Nelayan disini biasanya hanya melaut pagi hari sampai sore, tidak ada yang berangkat melaut di malam hari. Boat-boat nelayan disini juga punya pribadi, tidak ada sistem toke bangku di gampong ini, sehingga tidak ada kesenjangan sosial diantara masyarakat. Kenduri laot sendiri tidak ada di gampong ini, namun untuk kegiatan ini mereka bergabung dengan nelayan-nelayan di Gampong Lampanah dan juga gampong lainnya. Selain itu kebanyakan aktivitas berlangsung pada malam hari, pemuda-pemuda gampong banyak yang berkumpul di warung-warung untuk bercengkrama dan bertukar informasi, di pagi hari biasanya mereka sibuk dengan kegiatan masing-masing.

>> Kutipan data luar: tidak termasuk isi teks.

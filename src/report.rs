//! Text report: banner, one table per transform kind, footer.
//!
//! Every field has a fixed width. The table width follows from the number of
//! libraries in the catalog, and every separator line (banner, section,
//! header rule, footer) is drawn at exactly that width.

use std::io::Write;
use std::time::Duration;

use crate::aggregate::{BenchmarkRow, RowCell};
use crate::catalog::Catalog;
use crate::error::BenchError;
use crate::sysinfo::SystemInfo;
use crate::unit::TransformKind;

pub const LABEL_WIDTH: usize = 15;
pub const SIZE_WIDTH: usize = 6;
pub const TIME_WIDTH: usize = 10;
/// Ratio cell including the trailing `x`.
pub const RATIO_WIDTH: usize = 7;
const SEP: &str = " |";
const NOT_AVAILABLE: &str = "N/A";

pub const TITLE: &str = "FFT Performance Comparison Benchmark";

/// Column layout for one catalog.
#[derive(Debug, Clone, PartialEq, Eq)]
pub struct TableLayout {
    columns: Vec<String>,
}

impl TableLayout {
    /// Layout from column headers in catalog order; the first is the baseline.
    /// Headers longer than a time column are truncated.
    pub fn new<I, S>(columns: I) -> Self
    where
        I: IntoIterator<Item = S>,
        S: AsRef<str>,
    {
        let columns = columns
            .into_iter()
            .map(|c| c.as_ref().chars().take(TIME_WIDTH).collect())
            .collect();
        Self { columns }
    }

    pub fn for_catalog(catalog: &Catalog) -> Self {
        Self::new(catalog.entries().iter().map(|e| e.column()))
    }

    /// Number of time columns.
    pub fn libraries(&self) -> usize {
        self.columns.len()
    }

    /// Number of ratio columns: one per non-baseline library.
    pub fn ratio_columns(&self) -> usize {
        self.columns.len().saturating_sub(1)
    }

    /// Total line width for this many libraries.
    pub fn width(&self) -> usize {
        LABEL_WIDTH
            + SIZE_WIDTH
            + SEP.len()
            + TIME_WIDTH
            + self.ratio_columns() * (SEP.len() + TIME_WIDTH + SEP.len() + RATIO_WIDTH)
    }

    pub fn separator(&self, fill: char) -> String {
        std::iter::repeat(fill).take(self.width()).collect()
    }

    pub fn header(&self) -> String {
        let mut line = format!(
            "{:<lw$}{:>sw$}{}",
            "Test Type",
            "Size",
            SEP,
            lw = LABEL_WIDTH,
            sw = SIZE_WIDTH
        );
        for (i, column) in self.columns.iter().enumerate() {
            if i == 0 {
                line.push_str(&format!("{:>tw$}", column, tw = TIME_WIDTH));
            } else {
                line.push_str(&format!(
                    "{}{:>tw$}{}{:>rw$}",
                    SEP,
                    column,
                    SEP,
                    "Ratio",
                    tw = TIME_WIDTH,
                    rw = RATIO_WIDTH
                ));
            }
        }
        line
    }

    /// Render one row. Unavailable cells print `N/A` in both columns.
    pub fn row(&self, row: &BenchmarkRow) -> String {
        let mut line = format!(
            "{:<lw$}{:>sw$}{}",
            row.kind.label(),
            row.size,
            SEP,
            lw = LABEL_WIDTH,
            sw = SIZE_WIDTH
        );
        for (i, cell) in row.cells.iter().enumerate() {
            let (time, ratio) = match cell {
                RowCell::Timed(r) => (
                    format!("{:>tw$.2}", r.mean_us, tw = TIME_WIDTH),
                    format!("{:>rw$.2}x", r.ratio, rw = RATIO_WIDTH - 1),
                ),
                RowCell::Unavailable { .. } => (
                    format!("{:>tw$}", NOT_AVAILABLE, tw = TIME_WIDTH),
                    format!("{:>rw$}", NOT_AVAILABLE, rw = RATIO_WIDTH),
                ),
            };
            if i == 0 {
                line.push_str(&time);
            } else {
                line.push_str(SEP);
                line.push_str(&time);
                line.push_str(SEP);
                line.push_str(&ratio);
            }
        }
        line
    }

    /// `===== COMPLEX FFT TESTS =====` padded to the table width.
    pub fn section_title(&self, kind: TransformKind) -> String {
        let title = format!(" {} FFT TESTS ", kind.as_str().to_uppercase());
        format!("{:=^w$}", title, w = self.width())
    }
}

/// Where the reporter is in its output sequence.
#[derive(Debug, Clone, Copy, PartialEq, Eq)]
pub enum ReportState {
    Idle,
    BannerPrinted,
    HeaderPrinted(TransformKind),
    RowPrinted(TransformKind),
    FooterPrinted,
}

impl ReportState {
    fn name(self) -> &'static str {
        match self {
            ReportState::Idle => "idle",
            ReportState::BannerPrinted => "after the banner",
            ReportState::HeaderPrinted(_) => "after a section header",
            ReportState::RowPrinted(_) => "printing rows",
            ReportState::FooterPrinted => "finished",
        }
    }
}

/// Writes the text report to `out`, enforcing banner, sections, footer order.
pub struct Reporter<W: Write> {
    out: W,
    layout: TableLayout,
    libraries: Vec<String>,
    baseline: String,
    state: ReportState,
    sections: Vec<TransformKind>,
}

impl<W: Write> Reporter<W> {
    pub fn new(out: W, catalog: &Catalog) -> Self {
        Self {
            out,
            layout: TableLayout::for_catalog(catalog),
            libraries: catalog.ids().map(str::to_string).collect(),
            baseline: catalog.baseline().id().to_string(),
            state: ReportState::Idle,
            sections: Vec::new(),
        }
    }

    pub fn layout(&self) -> &TableLayout {
        &self.layout
    }

    pub fn state(&self) -> ReportState {
        self.state
    }

    pub fn into_inner(self) -> W {
        self.out
    }

    fn out_of_order(&self, action: &'static str) -> BenchError {
        BenchError::OutOfOrder {
            state: self.state.name(),
            action,
        }
    }

    /// Print the run banner. Allowed once, before anything else.
    pub fn banner(&mut self, info: &SystemInfo, min_duration: Duration) -> Result<(), BenchError> {
        if self.state != ReportState::Idle {
            return Err(self.out_of_order("print the banner"));
        }
        let rule = self.layout.separator('=');
        let title = format!("{:^w$}", TITLE, w = self.layout.width());
        writeln!(self.out, "{}", rule)?;
        writeln!(self.out, "{}", title.trim_end())?;
        writeln!(self.out, "{}", rule)?;
        writeln!(self.out, "Compiler: {}", info.compiler())?;
        writeln!(self.out, "Target: {}", info.target_features)?;
        writeln!(self.out, "Comparing: {}", self.libraries.join(" | "))?;
        writeln!(
            self.out,
            "CPU: {} ({} logical CPUs)",
            info.cpu, info.logical_cpus
        )?;
        writeln!(self.out, "Platform: {}/{}", info.os, info.arch)?;
        writeln!(
            self.out,
            "Minimum test duration: {} ms per library and size",
            min_duration.as_millis()
        )?;
        writeln!(self.out, "Times shown in microseconds (us)")?;
        writeln!(self.out, "{}", rule)?;
        self.state = ReportState::BannerPrinted;
        Ok(())
    }

    /// Start the table for `kind`. Each kind gets one section.
    pub fn section(&mut self, kind: TransformKind) -> Result<(), BenchError> {
        match self.state {
            ReportState::BannerPrinted
            | ReportState::HeaderPrinted(_)
            | ReportState::RowPrinted(_) => {}
            _ => return Err(self.out_of_order("start a section")),
        }
        if self.sections.contains(&kind) {
            return Err(self.out_of_order("repeat a section"));
        }
        writeln!(self.out)?;
        writeln!(self.out, "{}", self.layout.section_title(kind))?;
        writeln!(self.out, "{}", self.layout.header())?;
        writeln!(self.out, "{}", self.layout.separator('-'))?;
        self.sections.push(kind);
        self.state = ReportState::HeaderPrinted(kind);
        Ok(())
    }

    /// Print one row of the current section.
    pub fn row(&mut self, row: &BenchmarkRow) -> Result<(), BenchError> {
        match self.state {
            ReportState::HeaderPrinted(k) | ReportState::RowPrinted(k) if k == row.kind => {}
            _ => return Err(self.out_of_order("print a row")),
        }
        if row.cells.len() != self.layout.libraries() {
            return Err(BenchError::InvalidConfig(format!(
                "row has {} cells but the table has {} libraries",
                row.cells.len(),
                self.layout.libraries()
            )));
        }
        writeln!(self.out, "{}", self.layout.row(row))?;
        self.state = ReportState::RowPrinted(row.kind);
        Ok(())
    }

    /// Close the report and name the baseline.
    pub fn footer(&mut self) -> Result<(), BenchError> {
        match self.state {
            ReportState::BannerPrinted
            | ReportState::HeaderPrinted(_)
            | ReportState::RowPrinted(_) => {}
            _ => return Err(self.out_of_order("print the footer")),
        }
        let rule = self.layout.separator('=');
        writeln!(self.out)?;
        writeln!(self.out, "{}", rule)?;
        writeln!(self.out, "Benchmark completed!")?;
        writeln!(
            self.out,
            "Note: Ratio = library time / {} time (above 1.00x means {} is faster)",
            self.baseline, self.baseline
        )?;
        writeln!(self.out, "{}", rule)?;
        self.out.flush()?;
        self.state = ReportState::FooterPrinted;
        Ok(())
    }
}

Kebun cabe salah satu warga leungah
Berada di wilayah pesisir tidak menjadikan masyarakat disini berprofesi sebagai nelayan saja karena kebanyakan masyarakat berprofesi sebagai petani. Bagi laki-laki bila tidak sedang melaut mereka ke ladang untuk menanam cabe atau pisang. Sedangkan bagi perempuan kebanyakan banyak yang bekerja di sawah, pada saat musim padi mereka ke sawah, setelah musim panen, lahan sawah biasanya dimanfaatkan untuk menanam kacang. Sama halnya dengan Lampanah, di gampong ini ada juga petani garam yang kebanyakan adalah perempuan. Menjadi petani garam merupakan tradisi masyarakat sejak dahulu, garam hasil produksi biasanya menjadi konsumsi pribadi maupun dijual ke masyarakat sekitar gampong atau biasanya di jual ke Gampong Laweung Kabupaten Pidie.
Lahan garam leugah dilihat dari Google Earth

Metode pembuatan garam di gampong ini juga sama seperti di Lampanah, dengan penggerukan tanah dan perebusan. namun, lahan garam disini langsung dekat dengan laut, berbeda di Lampanah yang disekitar tambak. garam yang dihasilkan disini pun masih agak kurang bagus bila dibandingkan dengan garam lampanah. Menjadi petani garam juga merupakan sumber rezeki dari perempuan-perempuan di gampong ini. 


Banyak hal yang bisa dijadikan pelajaran dari dua gampong perbatasan di Aceh Besar ini mereka  masih begitu menjaga adat dan istiadat, mulai dari adat di gampong dan adat dilaut. Ekosistem laut yang masih terjaga membuat hasil tangkapan masih begitu melimpah. sebuah pepatah zaman dulu mengatakan "musém timu jak tarék pukat, musém barat jak meuniaga" Yang artinya musim timur (angin timur) lebih baik pergi melaut, musim barat (angin barat) lebih baik untuk berdagang.